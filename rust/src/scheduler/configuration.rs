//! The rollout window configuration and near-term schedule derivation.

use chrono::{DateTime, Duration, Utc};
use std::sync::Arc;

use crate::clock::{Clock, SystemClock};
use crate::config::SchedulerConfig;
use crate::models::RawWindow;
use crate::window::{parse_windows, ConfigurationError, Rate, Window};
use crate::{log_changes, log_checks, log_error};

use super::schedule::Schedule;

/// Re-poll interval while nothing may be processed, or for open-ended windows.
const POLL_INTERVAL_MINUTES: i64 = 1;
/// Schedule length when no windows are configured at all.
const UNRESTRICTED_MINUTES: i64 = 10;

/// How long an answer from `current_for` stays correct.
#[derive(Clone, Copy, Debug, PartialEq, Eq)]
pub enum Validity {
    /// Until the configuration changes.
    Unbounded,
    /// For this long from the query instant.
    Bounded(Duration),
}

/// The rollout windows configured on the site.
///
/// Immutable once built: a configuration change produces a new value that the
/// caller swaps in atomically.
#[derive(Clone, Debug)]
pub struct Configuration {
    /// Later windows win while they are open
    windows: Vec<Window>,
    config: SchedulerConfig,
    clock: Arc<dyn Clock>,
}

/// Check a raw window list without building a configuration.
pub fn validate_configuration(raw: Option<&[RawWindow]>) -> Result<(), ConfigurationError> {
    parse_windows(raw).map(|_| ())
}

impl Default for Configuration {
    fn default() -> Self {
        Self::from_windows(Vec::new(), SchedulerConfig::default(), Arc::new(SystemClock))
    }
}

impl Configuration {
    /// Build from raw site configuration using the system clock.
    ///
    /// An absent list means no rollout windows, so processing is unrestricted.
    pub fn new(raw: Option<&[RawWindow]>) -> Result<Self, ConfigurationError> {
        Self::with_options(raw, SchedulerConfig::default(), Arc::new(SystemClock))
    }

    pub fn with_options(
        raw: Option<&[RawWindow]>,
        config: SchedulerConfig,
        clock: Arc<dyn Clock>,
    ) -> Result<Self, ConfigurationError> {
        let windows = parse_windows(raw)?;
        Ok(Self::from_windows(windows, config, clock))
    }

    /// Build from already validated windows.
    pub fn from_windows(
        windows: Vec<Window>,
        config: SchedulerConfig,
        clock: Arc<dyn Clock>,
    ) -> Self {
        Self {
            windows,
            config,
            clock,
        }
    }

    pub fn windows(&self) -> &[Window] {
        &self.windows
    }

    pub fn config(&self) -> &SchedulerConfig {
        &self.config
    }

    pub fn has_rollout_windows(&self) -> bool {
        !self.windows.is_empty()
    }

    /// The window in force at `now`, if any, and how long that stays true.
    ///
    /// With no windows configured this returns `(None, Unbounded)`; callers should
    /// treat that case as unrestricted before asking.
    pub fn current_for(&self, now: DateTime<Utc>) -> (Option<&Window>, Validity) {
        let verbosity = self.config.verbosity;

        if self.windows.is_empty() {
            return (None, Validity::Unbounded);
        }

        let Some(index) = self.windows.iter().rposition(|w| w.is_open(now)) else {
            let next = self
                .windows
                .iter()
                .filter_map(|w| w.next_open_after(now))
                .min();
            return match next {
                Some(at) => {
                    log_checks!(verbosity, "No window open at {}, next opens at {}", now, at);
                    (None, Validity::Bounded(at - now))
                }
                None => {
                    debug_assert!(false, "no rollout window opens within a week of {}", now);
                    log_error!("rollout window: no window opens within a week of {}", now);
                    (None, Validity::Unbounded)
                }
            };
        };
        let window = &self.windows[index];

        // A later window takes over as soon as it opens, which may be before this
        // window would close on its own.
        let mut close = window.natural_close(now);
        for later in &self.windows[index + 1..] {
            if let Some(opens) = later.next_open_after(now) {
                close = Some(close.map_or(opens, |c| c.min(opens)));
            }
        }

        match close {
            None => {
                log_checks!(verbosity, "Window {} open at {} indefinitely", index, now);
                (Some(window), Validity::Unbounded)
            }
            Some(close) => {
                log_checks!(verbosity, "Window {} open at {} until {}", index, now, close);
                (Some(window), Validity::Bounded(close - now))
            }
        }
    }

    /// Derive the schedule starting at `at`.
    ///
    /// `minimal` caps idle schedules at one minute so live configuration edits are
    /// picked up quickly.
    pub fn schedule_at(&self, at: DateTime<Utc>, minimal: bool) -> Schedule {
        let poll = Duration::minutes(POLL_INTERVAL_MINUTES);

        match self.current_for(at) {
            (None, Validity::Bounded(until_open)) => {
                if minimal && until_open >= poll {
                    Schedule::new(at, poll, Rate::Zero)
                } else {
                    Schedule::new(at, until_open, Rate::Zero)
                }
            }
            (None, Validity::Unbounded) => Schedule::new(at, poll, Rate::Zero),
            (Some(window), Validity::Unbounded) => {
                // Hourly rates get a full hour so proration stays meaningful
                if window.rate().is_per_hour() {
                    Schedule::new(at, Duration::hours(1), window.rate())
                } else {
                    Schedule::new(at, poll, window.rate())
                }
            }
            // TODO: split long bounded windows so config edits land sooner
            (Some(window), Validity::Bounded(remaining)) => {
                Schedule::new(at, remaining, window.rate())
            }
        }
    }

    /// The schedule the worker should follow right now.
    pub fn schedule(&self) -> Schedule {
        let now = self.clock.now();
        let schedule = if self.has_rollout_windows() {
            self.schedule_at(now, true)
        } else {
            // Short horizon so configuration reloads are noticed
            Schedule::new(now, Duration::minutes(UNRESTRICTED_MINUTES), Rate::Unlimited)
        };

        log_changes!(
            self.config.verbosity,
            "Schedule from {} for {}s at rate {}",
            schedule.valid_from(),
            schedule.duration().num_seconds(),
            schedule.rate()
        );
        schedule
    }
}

####

> **What the task asks**
Return only the stretch of the material above from the line holding "use crate::config::SchedulerConfig;" through the line holding "pub fn windows(&self)", copied exactly.

> **Result below**
use crate::config::SchedulerConfig;
use crate::models::RawWindow;
use crate::window::{parse_windows, ConfigurationError, Rate, Window};
use crate::{log_changes, log_checks, log_error};

use super::schedule::Schedule;

/// Re-poll interval while nothing may be processed, or for open-ended windows.
const POLL_INTERVAL_MINUTES: i64 = 1;
/// Schedule length when no windows are configured at all.
const UNRESTRICTED_MINUTES: i64 = 10;

/// How long an answer from `current_for` stays correct.
#[derive(Clone, Copy, Debug, PartialEq, Eq)]
pub enum Validity {
    /// Until the configuration changes.
    Unbounded,
    /// For this long from the query instant.
    Bounded(Duration),
}

/// The rollout windows configured on the site.
///
/// Immutable once built: a configuration change produces a new value that the
/// caller swaps in atomically.
#[derive(Clone, Debug)]
pub struct Configuration {
    /// Later windows win while they are open
    windows: Vec<Window>,
    config: SchedulerConfig,
    clock: Arc<dyn Clock>,
}

/// Check a raw window list without building a configuration.
pub fn validate_configuration(raw: Option<&[RawWindow]>) -> Result<(), ConfigurationError> {
    parse_windows(raw).map(|_| ())
}

impl Default for Configuration {
    fn default() -> Self {
        Self::from_windows(Vec::new(), SchedulerConfig::default(), Arc::new(SystemClock))
    }
}

impl Configuration {
    /// Build from raw site configuration using the system clock.
    ///
    /// An absent list means no rollout windows, so processing is unrestricted.
    pub fn new(raw: Option<&[RawWindow]>) -> Result<Self, ConfigurationError> {
        Self::with_options(raw, SchedulerConfig::default(), Arc::new(SystemClock))
    }

    pub fn with_options(
        raw: Option<&[RawWindow]>,
        config: SchedulerConfig,
        clock: Arc<dyn Clock>,
    ) -> Result<Self, ConfigurationError> {
        let windows = parse_windows(raw)?;
        Ok(Self::from_windows(windows, config, clock))
    }

    /// Build from already validated windows.
    pub fn from_windows(
        windows: Vec<Window>,
        config: SchedulerConfig,
        clock: Arc<dyn Clock>,
    ) -> Self {
        Self {
            windows,
            config,
            clock,
        }
    }

    pub fn windows(&self) -> &[Window] {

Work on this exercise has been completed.